Standards Mean Results for Kids in Child Care

Julee Newberger
July 12, 1999

Reviewed and updated in 2011.

From professional baseball to professional medicine, all occupations have standards. But standards for child care vary from state to state. Key factors like the number of children being watched by one adult and the training required for caregivers is up for grabs depending on where you live.

A report from the National Institute of Child Health and Human Development published in the July 1999 issue of the American Journal of Public Health suggests that standards really make a difference in children's well-being and development. It's part of a growing body of research that suggests our nationally-professed goal of having all children ready to learn by the time they enter school may be reached by establishing higher standards for child care.
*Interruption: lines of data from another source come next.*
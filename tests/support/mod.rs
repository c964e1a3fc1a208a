#![allow(dead_code)]

use axum::{extract::State, http::StatusCode, routing::{get, post}, Json, Router};
use serde_json::{json, Value};
use std::sync::atomic::{AtomicUsize, Ordering};
use std::sync::Arc;
use std::time::Duration;
use tokio::time::sleep;

/// Stand-in for the calculation webhook and the stats backend.
///
/// Expressions containing `fail` get `success: false`, `boom` gets a 500,
/// anything else evaluates to 42.
#[derive(Clone, Default)]
pub struct Backend {
    pub empty: bool,
    pub stats_delay: Duration,
    pub calc_delay: Duration,
    pub calc_hits: Arc<AtomicUsize>,
    pub stats_hits: Arc<AtomicUsize>,
    pub latest_hits: Arc<AtomicUsize>,
    pub recent_hits: Arc<AtomicUsize>,
}

impl Backend {
    pub fn empty() -> Self {
        Self { empty: true, ..Self::default() }
    }

    pub fn slow_stats(delay: Duration) -> Self {
        Self { stats_delay: delay, ..Self::default() }
    }

    pub fn slow_calc(delay: Duration) -> Self {
        Self { calc_delay: delay, ..Self::default() }
    }

    pub fn hits(counter: &AtomicUsize) -> usize {
        counter.load(Ordering::SeqCst)
    }

    fn router(self) -> Router {
        Router::new()
            .route("/calc", post(calc))
            .route("/api/stats", get(stats))
            .route("/api/operations/latest", get(latest))
            .route("/api/operations/recent", get(recent))
            .with_state(self)
    }

    /// Serves on the current runtime and returns the base URL.
    pub async fn spawn(self) -> String {
        let listener = tokio::net::TcpListener::bind("127.0.0.1:0").await.unwrap();
        let addr = listener.local_addr().unwrap();
        let app = self.router();
        tokio::spawn(async move {
            axum::serve(listener, app).await.unwrap();
        });
        format!("http://{addr}")
    }

    /// Serves from a dedicated thread so the backend outlives any one test runtime.
    pub fn spawn_detached(self) -> String {
        let (tx, rx) = std::sync::mpsc::channel();
        std::thread::spawn(move || {
            let runtime = tokio::runtime::Builder::new_multi_thread()
                .worker_threads(1)
                .enable_all()
                .build()
                .unwrap();
            runtime.block_on(async move {
                let base_url = self.spawn().await;
                tx.send(base_url).unwrap();
                std::future::pending::<()>().await;
            });
        });
        rx.recv().unwrap()
    }
}

async fn calc(State(backend): State<Backend>, Json(body): Json<Value>) -> (StatusCode, Json<Value>) {
    backend.calc_hits.fetch_add(1, Ordering::SeqCst);
    let expression = body["expression"].as_str().unwrap_or_default().to_string();
    if !backend.calc_delay.is_zero() {
        sleep(backend.calc_delay).await;
    }

    if expression.contains("boom") {
        return (StatusCode::INTERNAL_SERVER_ERROR, Json(json!({ "error": "internal" })));
    }
    if expression.contains("fail") {
        return (StatusCode::OK, Json(json!({ "success": false, "error": "Expresión inválida" })));
    }
    (
        StatusCode::OK,
        Json(json!({
            "success": true,
            "result": 42,
            "ai_explanation": "Se multiplican los factores.",
            "city": "Quito",
            "country": "Ecuador",
            "ip": "10.0.0.7"
        })),
    )
}

async fn stats(State(backend): State<Backend>) -> (StatusCode, Json<Value>) {
    backend.stats_hits.fetch_add(1, Ordering::SeqCst);
    if !backend.stats_delay.is_zero() {
        sleep(backend.stats_delay).await;
    }
    if backend.empty {
        return (StatusCode::SERVICE_UNAVAILABLE, Json(json!({ "success": false })));
    }
    (
        StatusCode::OK,
        Json(json!({ "success": true, "stats": { "total_operaciones": 128, "usuarios_unicos": 9 } })),
    )
}

async fn latest(State(backend): State<Backend>) -> Json<Value> {
    backend.latest_hits.fetch_add(1, Ordering::SeqCst);
    if backend.empty {
        return Json(json!({ "success": false }));
    }
    Json(json!({
        "success": true,
        "operation": {
            "operacion": "6 * 7",
            "resultado": "42",
            "ciudad": "Quito",
            "pais": "Ecuador",
            "fecha_hora": "2026-01-05T11:00:00Z"
        }
    }))
}

async fn recent(State(backend): State<Backend>) -> Json<Value> {
    backend.recent_hits.fetch_add(1, Ordering::SeqCst);
    if backend.empty {
        return Json(json!({ "success": true, "operations": [] }));
    }
    Json(json!({
        "success": true,
        "operations": [
            { "operacion": "6 * 7", "resultado": 42, "ciudad": "Quito", "pais": "Ecuador", "fecha_hora": "2026-01-05T11:00:00Z" },
            { "operacion": "1 + 1", "resultado": 2, "ciudad": null, "pais": "Chile", "fecha_hora": "2026-01-05 10:30:00" }
        ]
    }))
}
Child Outcomes When Child Care Center Classes Meet Recommended Standards for Quality found that children attending child care centers meeting professional standards of quality score higher on school readiness and language tests and have fewer behavioral problems than their peers attending centers not meeting such standards.
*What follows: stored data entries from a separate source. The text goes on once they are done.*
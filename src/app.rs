use crate::handlers;
use crate::state::AppState;
use axum::{routing::{get, post}, Router};

pub fn router(state: AppState) -> Router {
    Router::new()
        .route("/", get(handlers::index))
        .route("/calculate", post(handlers::calculate))
        .route("/examples/open", post(handlers::open_examples))
        .route("/examples/close", post(handlers::close_examples))
        .route("/examples/fill", post(handlers::fill_example))
        .route("/api/calculate", post(handlers::api_calculate))
        .route("/api/calculator", get(handlers::get_calculator))
        .route("/api/dashboard", get(handlers::get_dashboard))
        .route("/api/dashboard/refresh", post(handlers::refresh_dashboard))
        .with_state(state)
}
//! HTML fragments for the calculator panels and the three dashboard regions.
//!
//! Everything here is pure: callers pass in whatever the backend returned
//! (or `None` when the fetch failed) and get back markup to drop into the page.

use crate::models::{
    display_value, CalculationResponse, LatestOperationResponse, Operation,
    RecentOperationsResponse, ResultPanel, StatsResponse,
};
use chrono::{DateTime, Local, NaiveDateTime, TimeZone};

pub const LOADING_HTML: &str = r#"<div class="text-center text-muted">Cargando...</div>"#;

pub const STATS_ERROR_HTML: &str =
    r#"<div class="text-center text-muted">Error cargando estadísticas</div>"#;

pub const LATEST_EMPTY_HTML: &str = r#"<div class="empty-state">
  <p>No hay operaciones recientes</p>
</div>"#;

pub const RECENT_EMPTY_HTML: &str = r#"<div class="empty-state">
  <p>No hay operaciones recientes</p>
  <small>Realiza tu primer cálculo para verlo aquí</small>
</div>"#;

const UNKNOWN_CITY: &str = "Desconocida";
const UNKNOWN_COUNTRY: &str = "Desconocido";

pub fn result_panel(expression: &str, data: &CalculationResponse) -> ResultPanel {
    let result = data
        .result
        .as_ref()
        .map(display_value)
        .unwrap_or_else(|| "N/A".to_string());

    ResultPanel {
        result_text: format!("{expression} = {result}"),
        explanation_text: non_empty(data.ai_explanation.as_deref())
            .unwrap_or("Explicación no disponible")
            .to_string(),
        location_text: format!(
            "Desde: {}, {} (IP: {})",
            non_empty(data.city.as_deref()).unwrap_or(UNKNOWN_CITY),
            non_empty(data.country.as_deref()).unwrap_or(UNKNOWN_COUNTRY),
            non_empty(data.ip.as_deref()).unwrap_or("N/A"),
        ),
    }
}

pub fn render_stats(data: Option<&StatsResponse>) -> String {
    let Some(stats) = data.filter(|data| data.success).and_then(|data| data.stats.as_ref()) else {
        return STATS_ERROR_HTML.to_string();
    };

    format!(
        r#"<div class="text-center">
  <div class="stats-number">{}</div>
  <div class="stats-label">Operaciones Totales</div>
  <div class="mt-3">
    <div class="stats-number">{}</div>
    <div class="stats-label">Usuarios Únicos</div>
  </div>
  <div class="mt-2"><small class="text-light opacity-75">Actualizado ahora</small></div>
</div>"#,
        stats.total_operaciones.unwrap_or(0),
        stats.usuarios_unicos.unwrap_or(0),
    )
}

pub fn render_latest_operation(data: Option<&LatestOperationResponse>, now: DateTime<Local>) -> String {
    let Some(op) = data.filter(|data| data.success).and_then(|data| data.operation.as_ref()) else {
        return LATEST_EMPTY_HTML.to_string();
    };

    let when = relative_time(op.fecha_hora.as_deref().and_then(parse_timestamp), now);
    format!(
        r#"<div class="operation-item">
  <div class="operation-expression">{}</div>
  <div class="operation-result">= {}</div>
  <div class="operation-location">{}</div>
  <div class="operation-location">{}</div>
</div>"#,
        escape_html(expression(op)),
        escape_html(&display_value(&op.resultado)),
        escape_html(&location(op)),
        when,
    )
}

pub fn render_recent_operations(data: Option<&RecentOperationsResponse>) -> String {
    let operations = match data {
        Some(data) if data.success && !data.operations.is_empty() => &data.operations,
        _ => return RECENT_EMPTY_HTML.to_string(),
    };

    let mut html = String::new();
    for op in operations {
        let raw = op.fecha_hora.as_deref().unwrap_or_default();
        let stamp = parse_timestamp(raw)
            .map(format_timestamp)
            .unwrap_or_else(|| raw.to_string());
        html.push_str(&format!(
            r#"<div class="operation-item">
  <div class="operation-expression">{}</div>
  <div class="operation-result">= {}</div>
  <div class="operation-location">{} <span class="ms-2">{}</span></div>
</div>
"#,
            escape_html(expression(op)),
            escape_html(&display_value(&op.resultado)),
            escape_html(&location(op)),
            escape_html(&stamp),
        ));
    }
    html
}

/// "Hace un momento" under a minute (or when the timestamp is unusable).
pub fn relative_time(when: Option<DateTime<Local>>, now: DateTime<Local>) -> String {
    let minutes = when.map(|when| (now - when).num_minutes()).unwrap_or(0);
    match minutes {
        m if m <= 0 => "Hace un momento".to_string(),
        1 => "Hace 1 minuto".to_string(),
        m => format!("Hace {m} minutos"),
    }
}

/// Accepts RFC 3339, RFC 2822 (HTTP-date style) and naive ISO timestamps in local time.
pub fn parse_timestamp(raw: &str) -> Option<DateTime<Local>> {
    let raw = raw.trim();
    if raw.is_empty() {
        return None;
    }
    if let Ok(parsed) = DateTime::parse_from_rfc3339(raw) {
        return Some(parsed.with_timezone(&Local));
    }
    if let Ok(parsed) = DateTime::parse_from_rfc2822(raw) {
        return Some(parsed.with_timezone(&Local));
    }
    ["%Y-%m-%dT%H:%M:%S%.f", "%Y-%m-%d %H:%M:%S%.f"]
        .iter()
        .find_map(|format| NaiveDateTime::parse_from_str(raw, format).ok())
        .and_then(|naive| Local.from_local_datetime(&naive).earliest())
}

pub fn format_timestamp(when: DateTime<Local>) -> String {
    when.format("%d/%m/%Y, %H:%M:%S").to_string()
}

pub fn escape_html(text: &str) -> String {
    let mut out = String::with_capacity(text.len());
    for ch in text.chars() {
        match ch {
            '&' => out.push_str("&amp;"),
            '<' => out.push_str("&lt;"),
            '>' => out.push_str("&gt;"),
            '"' => out.push_str("&quot;"),
            '\'' => out.push_str("&#39;"),
            other => out.push(other),
        }
    }
    out
}

fn expression(op: &Operation) -> &str {
    non_empty(op.operacion.as_deref()).unwrap_or("N/A")
}

fn location(op: &Operation) -> String {
    format!(
        "{}, {}",
        non_empty(op.ciudad.as_deref()).unwrap_or(UNKNOWN_CITY),
        non_empty(op.pais.as_deref()).unwrap_or(UNKNOWN_COUNTRY),
    )
}

fn non_empty(value: Option<&str>) -> Option<&str> {
    value.filter(|value| !value.is_empty())
}

#[cfg(test)]
mod tests {
    use super::*;
    use crate::models::StatsSnapshot;
    use serde_json::json;

    fn at(raw: &str) -> DateTime<Local> {
        DateTime::parse_from_rfc3339(raw).unwrap().with_timezone(&Local)
    }

    fn operation(fecha_hora: &str) -> Operation {
        Operation {
            operacion: Some("2 + 2".to_string()),
            resultado: json!(4),
            ciudad: Some("Quito".to_string()),
            pais: None,
            fecha_hora: Some(fecha_hora.to_string()),
        }
    }

    #[test]
    fn stats_placeholder_when_missing_or_unsuccessful() {
        assert_eq!(render_stats(None), STATS_ERROR_HTML);
        let failed = StatsResponse { success: false, stats: Some(StatsSnapshot::default()) };
        assert_eq!(render_stats(Some(&failed)), STATS_ERROR_HTML);
        let no_stats = StatsResponse { success: true, stats: None };
        assert_eq!(render_stats(Some(&no_stats)), STATS_ERROR_HTML);
    }

    #[test]
    fn stats_default_missing_counters_to_zero() {
        let data = StatsResponse {
            success: true,
            stats: Some(StatsSnapshot { total_operaciones: Some(12), usuarios_unicos: None }),
        };
        let html = render_stats(Some(&data));
        assert!(html.contains(r#"<div class="stats-number">12</div>"#));
        assert!(html.contains(r#"<div class="stats-number">0</div>"#));
        assert!(html.contains("Operaciones Totales"));
        assert!(html.contains("Usuarios Únicos"));
    }

    #[test]
    fn latest_placeholder_when_missing() {
        let now = at("2026-01-05T12:00:00Z");
        assert_eq!(render_latest_operation(None, now), LATEST_EMPTY_HTML);
        let empty = LatestOperationResponse { success: true, operation: None };
        assert_eq!(render_latest_operation(Some(&empty), now), LATEST_EMPTY_HTML);
    }

    #[test]
    fn latest_shows_location_fallback_and_age() {
        let now = at("2026-01-05T12:00:00Z");
        let data = LatestOperationResponse {
            success: true,
            operation: Some(operation("2026-01-05T11:55:00Z")),
        };
        let html = render_latest_operation(Some(&data), now);
        assert!(html.contains("2 + 2"));
        assert!(html.contains("= 4"));
        assert!(html.contains("Quito, Desconocido"));
        assert!(html.contains("Hace 5 minutos"));
    }

    #[test]
    fn recent_placeholder_when_missing_or_empty() {
        assert_eq!(render_recent_operations(None), RECENT_EMPTY_HTML);
        let empty = RecentOperationsResponse { success: true, operations: Vec::new() };
        assert_eq!(render_recent_operations(Some(&empty)), RECENT_EMPTY_HTML);
        let failed = RecentOperationsResponse { success: false, operations: vec![operation("")] };
        assert_eq!(render_recent_operations(Some(&failed)), RECENT_EMPTY_HTML);
    }

    #[test]
    fn recent_renders_one_item_per_operation() {
        let data = RecentOperationsResponse {
            success: true,
            operations: vec![operation("2026-01-05 10:30:00"), operation("not a date")],
        };
        let html = render_recent_operations(Some(&data));
        assert_eq!(html.matches(r#"class="operation-item""#).count(), 2);
        assert!(html.contains("05/01/2026, 10:30:00"));
        assert!(html.contains("not a date"));
    }

    #[test]
    fn recent_keeps_rows_with_missing_fields() {
        let data: RecentOperationsResponse = serde_json::from_value(json!({
            "success": true,
            "operations": [
                { "operacion": "6 * 7", "resultado": 42, "fecha_hora": "2026-01-05 10:30:00" },
                { "operacion": "2+2", "resultado": 4, "fecha_hora": null },
                { "resultado": 9 }
            ]
        }))
        .unwrap();
        let html = render_recent_operations(Some(&data));
        assert_eq!(html.matches(r#"class="operation-item""#).count(), 3);
        assert!(html.contains("2+2"));
        assert!(html.contains("= 9"));
        assert!(html.contains("N/A"));
        assert!(html.contains("05/01/2026, 10:30:00"));
    }

    #[test]
    fn latest_without_timestamp_reads_as_just_now() {
        let now = at("2026-01-05T12:00:00Z");
        let data = LatestOperationResponse {
            success: true,
            operation: Some(Operation { fecha_hora: None, ..operation("") }),
        };
        let html = render_latest_operation(Some(&data), now);
        assert!(html.contains("2 + 2"));
        assert!(html.contains("Hace un momento"));
    }

    #[test]
    fn relative_time_wording() {
        let now = at("2026-01-05T12:00:00Z");
        assert_eq!(relative_time(Some(at("2026-01-05T11:59:30Z")), now), "Hace un momento");
        assert_eq!(relative_time(Some(at("2026-01-05T11:59:00Z")), now), "Hace 1 minuto");
        assert_eq!(relative_time(Some(at("2026-01-05T11:00:00Z")), now), "Hace 60 minutos");
        assert_eq!(relative_time(Some(at("2026-01-05T12:10:00Z")), now), "Hace un momento");
        assert_eq!(relative_time(None, now), "Hace un momento");
    }

    #[test]
    fn parses_http_date_timestamps() {
        let parsed = parse_timestamp("Mon, 05 Jan 2026 11:00:00 GMT").unwrap();
        assert_eq!(parsed, at("2026-01-05T11:00:00Z"));
        assert!(parse_timestamp("").is_none());
    }

    #[test]
    fn result_panel_uses_fallbacks() {
        let data = CalculationResponse {
            success: true,
            result: Some(json!(42)),
            ..CalculationResponse::default()
        };
        let panel = result_panel("6 * 7", &data);
        assert_eq!(panel.result_text, "6 * 7 = 42");
        assert_eq!(panel.explanation_text, "Explicación no disponible");
        assert_eq!(panel.location_text, "Desde: Desconocida, Desconocido (IP: N/A)");
    }

    #[test]
    fn escapes_markup_from_backend() {
        assert_eq!(escape_html("<b>\"x\" & 'y'</b>"), "&lt;b&gt;&quot;x&quot; &amp; &#39;y&#39;&lt;/b&gt;");
    }
}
According to Sarah L. Friedman, project investigator and scientific coordinator of the NICHD Study of Early Child Care, these findings confirm the importance of concrete standards in assuring good child care outcomes—especially small staff-child ratios for two-year-olds and staff training for caregivers of three-year-olds. As Friedman explains, "The quality is really in terms of being responsive and sensitive to children, but the standards facilitate quality. If you have the standards then quality can emerge."

According to Faith Wohl, president of the Child Care Action Campaign, "The NICHD study really illuminates the critical links between the quality of child care and children's readiness for school." But, says Wohl, "while research evidence is piling up on this subject, our action continues to lag behind our knowledge."
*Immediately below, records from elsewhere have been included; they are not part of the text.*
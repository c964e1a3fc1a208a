use crate::config::Config;
use crate::errors::RemoteError;
use crate::models::{CalculationRequest, CalculationResponse};
use serde::de::DeserializeOwned;
use tracing::{debug, error};

pub const STATS_ENDPOINT: &str = "/api/stats";
pub const LATEST_OPERATION_ENDPOINT: &str = "/api/operations/latest";
pub const RECENT_OPERATIONS_ENDPOINT: &str = "/api/operations/recent";

/// Outbound HTTP for both the calculation webhook and the stats backend.
#[derive(Clone)]
pub struct ApiClient {
    http: reqwest::Client,
    calc_url: String,
    api_base: String,
}

impl ApiClient {
    pub fn new(config: &Config) -> Result<Self, reqwest::Error> {
        let http = reqwest::Client::builder()
            .user_agent(concat!("calc_dashboard/", env!("CARGO_PKG_VERSION")))
            .build()?;

        Ok(Self {
            http,
            calc_url: config.calc_url.clone(),
            api_base: config.api_base.clone(),
        })
    }

    pub fn calc_url(&self) -> &str {
        &self.calc_url
    }

    /// Any 2xx body is returned as-is; `success: false` is for the caller to judge.
    pub async fn calculate(&self, expression: &str) -> Result<CalculationResponse, RemoteError> {
        debug!(url = %self.calc_url, "sending expression to calculation webhook");
        let response = self
            .http
            .post(&self.calc_url)
            .json(&CalculationRequest {
                expression: expression.to_string(),
            })
            .send()
            .await?;

        let status = response.status();
        debug!(%status, "calculation webhook responded");
        if !status.is_success() {
            return Err(RemoteError::Status(status.as_u16()));
        }

        Ok(response.json::<CalculationResponse>().await?)
    }

    /// Fetches `<api_base><endpoint>`; any failure is logged and becomes `None`.
    pub async fn fetch_api<T: DeserializeOwned>(&self, endpoint: &str) -> Option<T> {
        let url = format!("{}{}", self.api_base, endpoint);
        debug!(%url, "fetching");
        match self.get_json(&url).await {
            Ok(data) => Some(data),
            Err(err) => {
                error!(%endpoint, "error fetching: {err}");
                None
            }
        }
    }

    async fn get_json<T: DeserializeOwned>(&self, url: &str) -> Result<T, RemoteError> {
        let response = self.http.get(url).send().await?;
        let status = response.status();
        if !status.is_success() {
            return Err(RemoteError::Status(status.as_u16()));
        }
        Ok(response.json::<T>().await?)
    }
}
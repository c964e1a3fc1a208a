use crate::calculator::Calculator;
use crate::client::ApiClient;
use crate::config::Config;
use crate::dashboard::Dashboard;
use crate::examples::ExamplePicker;
use std::sync::Arc;

#[derive(Clone)]
pub struct AppState {
    pub config: Arc<Config>,
    pub calculator: Calculator,
    pub dashboard: Dashboard,
    pub examples: ExamplePicker,
}

impl AppState {
    pub fn new(config: Config) -> Result<Self, reqwest::Error> {
        let client = ApiClient::new(&config)?;
        let dashboard = Dashboard::new(client.clone());
        let calculator = Calculator::new(client, &config, Some(dashboard.clone()));
        let examples = ExamplePicker::new(config.example_feedback);

        Ok(Self {
            config: Arc::new(config),
            calculator,
            dashboard,
            examples,
        })
    }
}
Implementing Standards: A Continuous Process

The report, which was conducted by investigators at the National Institute of Child Health and Human Services (NICHD) and 14 universities around the country, followed 1216 children and their families in 10 different locations. Researchers used standards based on recommendations from the American Academy of Pediatrics and the American Public Health Association. While most centers did not meet all major recommendations, the report found that, particularly for three-year-olds, the more standards met, the higher the outcomes.

The National Association for the Education of Young Children (NAEYC), the largest accreditation body of child care centers in the country, also publishes standards as part of their accreditation system. Beyond the health and safety standards emphasized in the study, the NAEYC standards also target developmentally appropriate practice. "We focus on interactions," says Barbara Warman, associate director for public policy at NAEYC. "Teachers need to be able to make decisions on a case-by-case basis, getting to know children on an individual basis, working together as a team."

NAEYC accreditation, according to Warman, is a "continuous process in striving for excellence." Over 6,000 programs serving half-a-million children nationwide have achieved NAEYC accreditation. Warman says it's the work beyond the standard that people don't necessarily think about. "You have to realize that just following a standard doesn't mean you're doing your best," she says.

Working Mother magazine produced their annual rating of U.S. states on steps they have taken to improve their standards of child care. The good news is, most states have kept up efforts to expand and improve the quality of care. There's still plenty of room for improvement, however, with a number of states leading the way in public/private partnerships and tax initiatives aimed toward improving care for all children and families.


Julee Newberger, a former staff writer for Connect for Kids (now SparkAction.org) is a communications consultant who works in child & youth issues.